STUDY LIMITATIONS AND FUTURE DIRECTIONS

Our study, although addressing an important topic, is subject to all the limitations inherent in cross-sectional studies. It identifies certain phenomena but does not explain their occurrence or evaluate long-term effects. The participants in our group also comprised a diverse population treated primarily for two types of cancer. However, this does not appear to compromise the study’s conclusions, as we were interested in comparing the perceptions of fatigue between patients and staff independently of diagnosis. Nevertheless, it should be noted in the analysis that the sample size was relatively small, and the study population consisted mostly of women.

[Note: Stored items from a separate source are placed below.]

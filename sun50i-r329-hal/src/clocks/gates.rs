//! # Bus clock gates and reset lines of the main CCU
//!
//! Every gate and reset line is a single bit inside one of the combined bus gate / reset
//! registers or module clock registers. Reset lines are active low, so deasserting a reset sets
//! its bit.
use sun50i_r329::ccu::MmioCcu;

/// CCU registers which hold gate or reset bits.
#[derive(Debug, Clone, Copy, PartialEq, Eq)]
pub enum GateRegister {
    MmcBgr,
    UartBgr,
    Spi0Clk,
    Spi1Clk,
    SpiBgr,
    EmacBgr,
    Usb0Clk,
    Usb1Clk,
    UsbBgr,
}

impl GateRegister {
    pub fn read(self, ccu: &mut MmioCcu<'_>) -> u32 {
        match self {
            GateRegister::MmcBgr => ccu.read_mmc_bgr(),
            GateRegister::UartBgr => ccu.read_uart_bgr(),
            GateRegister::Spi0Clk => ccu.read_spi0_clk(),
            GateRegister::Spi1Clk => ccu.read_spi1_clk(),
            GateRegister::SpiBgr => ccu.read_spi_bgr(),
            GateRegister::EmacBgr => ccu.read_emac_bgr(),
            GateRegister::Usb0Clk => ccu.read_usb0_clk(),
            GateRegister::Usb1Clk => ccu.read_usb1_clk(),
            GateRegister::UsbBgr => ccu.read_usb_bgr(),
        }
    }

    pub fn modify(self, ccu: &mut MmioCcu<'_>, f: impl FnOnce(u32) -> u32) {
        match self {
            GateRegister::MmcBgr => ccu.modify_mmc_bgr(f),
            GateRegister::UartBgr => ccu.modify_uart_bgr(f),
            GateRegister::Spi0Clk => ccu.modify_spi0_clk(f),
            GateRegister::Spi1Clk => ccu.modify_spi1_clk(f),
            GateRegister::SpiBgr => ccu.modify_spi_bgr(f),
            GateRegister::EmacBgr => ccu.modify_emac_bgr(f),
            GateRegister::Usb0Clk => ccu.modify_usb0_clk(f),
            GateRegister::Usb1Clk => ccu.modify_usb1_clk(f),
            GateRegister::UsbBgr => ccu.modify_usb_bgr(f),
        }
    }
}

/// Clock gates.
#[derive(Debug, Clone, Copy, PartialEq, Eq)]
pub enum Gate {
    BusMmc0,
    BusMmc1,
    BusUart0,
    BusUart1,
    BusUart2,
    BusUart3,
    /// SPI0 module clock.
    Spi0,
    /// SPI1 module clock.
    Spi1,
    BusSpi0,
    BusSpi1,
    BusEmac,
    UsbPhy0,
    UsbOhci0,
    UsbPhy1,
    UsbOhci1,
    BusOhci0,
    BusOhci1,
    BusEhci0,
    BusOtg,
}

impl Gate {
    pub const ALL: [Gate; 19] = [
        Gate::BusMmc0,
        Gate::BusMmc1,
        Gate::BusUart0,
        Gate::BusUart1,
        Gate::BusUart2,
        Gate::BusUart3,
        Gate::Spi0,
        Gate::Spi1,
        Gate::BusSpi0,
        Gate::BusSpi1,
        Gate::BusEmac,
        Gate::UsbPhy0,
        Gate::UsbOhci0,
        Gate::UsbPhy1,
        Gate::UsbOhci1,
        Gate::BusOhci0,
        Gate::BusOhci1,
        Gate::BusEhci0,
        Gate::BusOtg,
    ];

    /// Register and bit mask of the gate.
    pub const fn location(self) -> (GateRegister, u32) {
        match self {
            Gate::BusMmc0 => (GateRegister::MmcBgr, 1 << 0),
            Gate::BusMmc1 => (GateRegister::MmcBgr, 1 << 1),
            Gate::BusUart0 => (GateRegister::UartBgr, 1 << 0),
            Gate::BusUart1 => (GateRegister::UartBgr, 1 << 1),
            Gate::BusUart2 => (GateRegister::UartBgr, 1 << 2),
            Gate::BusUart3 => (GateRegister::UartBgr, 1 << 3),
            Gate::Spi0 => (GateRegister::Spi0Clk, 1 << 31),
            Gate::Spi1 => (GateRegister::Spi1Clk, 1 << 31),
            Gate::BusSpi0 => (GateRegister::SpiBgr, 1 << 0),
            Gate::BusSpi1 => (GateRegister::SpiBgr, 1 << 1),
            Gate::BusEmac => (GateRegister::EmacBgr, 1 << 0),
            Gate::UsbPhy0 => (GateRegister::Usb0Clk, 1 << 29),
            Gate::UsbOhci0 => (GateRegister::Usb0Clk, 1 << 31),
            Gate::UsbPhy1 => (GateRegister::Usb1Clk, 1 << 29),
            Gate::UsbOhci1 => (GateRegister::Usb1Clk, 1 << 31),
            Gate::BusOhci0 => (GateRegister::UsbBgr, 1 << 0),
            Gate::BusOhci1 => (GateRegister::UsbBgr, 1 << 1),
            Gate::BusEhci0 => (GateRegister::UsbBgr, 1 << 4),
            Gate::BusOtg => (GateRegister::UsbBgr, 1 << 8),
        }
    }
}

/// Reset lines.
#[derive(Debug, Clone, Copy, PartialEq, Eq)]
pub enum Reset {
    BusMmc0,
    BusMmc1,
    BusUart0,
    BusUart1,
    BusUart2,
    BusUart3,
    BusSpi0,
    BusSpi1,
    BusEmac,
    UsbPhy0,
    UsbPhy1,
    BusOhci0,
    BusOhci1,
    BusEhci0,
    BusOtg,
}

impl Reset {
    pub const ALL: [Reset; 15] = [
        Reset::BusMmc0,
        Reset::BusMmc1,
        Reset::BusUart0,
        Reset::BusUart1,
        Reset::BusUart2,
        Reset::BusUart3,
        Reset::BusSpi0,
        Reset::BusSpi1,
        Reset::BusEmac,
        Reset::UsbPhy0,
        Reset::UsbPhy1,
        Reset::BusOhci0,
        Reset::BusOhci1,
        Reset::BusEhci0,
        Reset::BusOtg,
    ];

    /// Register and bit mask of the reset line.
    pub const fn location(self) -> (GateRegister, u32) {
        match self {
            Reset::BusMmc0 => (GateRegister::MmcBgr, 1 << 16),
            Reset::BusMmc1 => (GateRegister::MmcBgr, 1 << 17),
            Reset::BusUart0 => (GateRegister::UartBgr, 1 << 16),
            Reset::BusUart1 => (GateRegister::UartBgr, 1 << 17),
            Reset::BusUart2 => (GateRegister::UartBgr, 1 << 18),
            Reset::BusUart3 => (GateRegister::UartBgr, 1 << 19),
            Reset::BusSpi0 => (GateRegister::SpiBgr, 1 << 16),
            Reset::BusSpi1 => (GateRegister::SpiBgr, 1 << 17),
            Reset::BusEmac => (GateRegister::EmacBgr, 1 << 16),
            Reset::UsbPhy0 => (GateRegister::Usb0Clk, 1 << 30),
            Reset::UsbPhy1 => (GateRegister::Usb1Clk, 1 << 30),
            Reset::BusOhci0 => (GateRegister::UsbBgr, 1 << 16),
            Reset::BusOhci1 => (GateRegister::UsbBgr, 1 << 17),
            Reset::BusEhci0 => (GateRegister::UsbBgr, 1 << 20),
            Reset::BusOtg => (GateRegister::UsbBgr, 1 << 24),
        }
    }
}

pub fn enable_clock(ccu: &mut MmioCcu<'_>, gate: Gate) {
    let (reg, mask) = gate.location();
    reg.modify(ccu, |val| val | mask);
}

pub fn disable_clock(ccu: &mut MmioCcu<'_>, gate: Gate) {
    let (reg, mask) = gate.location();
    reg.modify(ccu, |val| val & !mask);
}

pub fn is_clock_enabled(ccu: &mut MmioCcu<'_>, gate: Gate) -> bool {
    let (reg, mask) = gate.location();
    reg.read(ccu) & mask != 0
}

/// Put the peripheral into reset.
pub fn assert_reset(ccu: &mut MmioCcu<'_>, reset: Reset) {
    let (reg, mask) = reset.location();
    reg.modify(ccu, |val| val & !mask);
}

/// Take the peripheral out of reset.
pub fn deassert_reset(ccu: &mut MmioCcu<'_>, reset: Reset) {
    let (reg, mask) = reset.location();
    reg.modify(ccu, |val| val | mask);
}

pub fn is_reset_asserted(ccu: &mut MmioCcu<'_>, reset: Reset) -> bool {
    let (reg, mask) = reset.location();
    reg.read(ccu) & mask == 0
}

An intriguing area for investigation appears to be the exploration of fatigue dynamics within a longitudinal study framework. Tracking fatigue dynamics and related variables throughout the treatment process over an extended period could provide a more comprehensive understanding of this phenomenon.

Additionally, the issue of the associations between chemotherapy as a perceived cause of fatigue, wherein clear differences in patient and staff assessments have emerged, seems worthy of exploration.

Furthermore, investigating barriers that impede discussions about fatigue with medical personnel could prove to be a significant area of inquiry.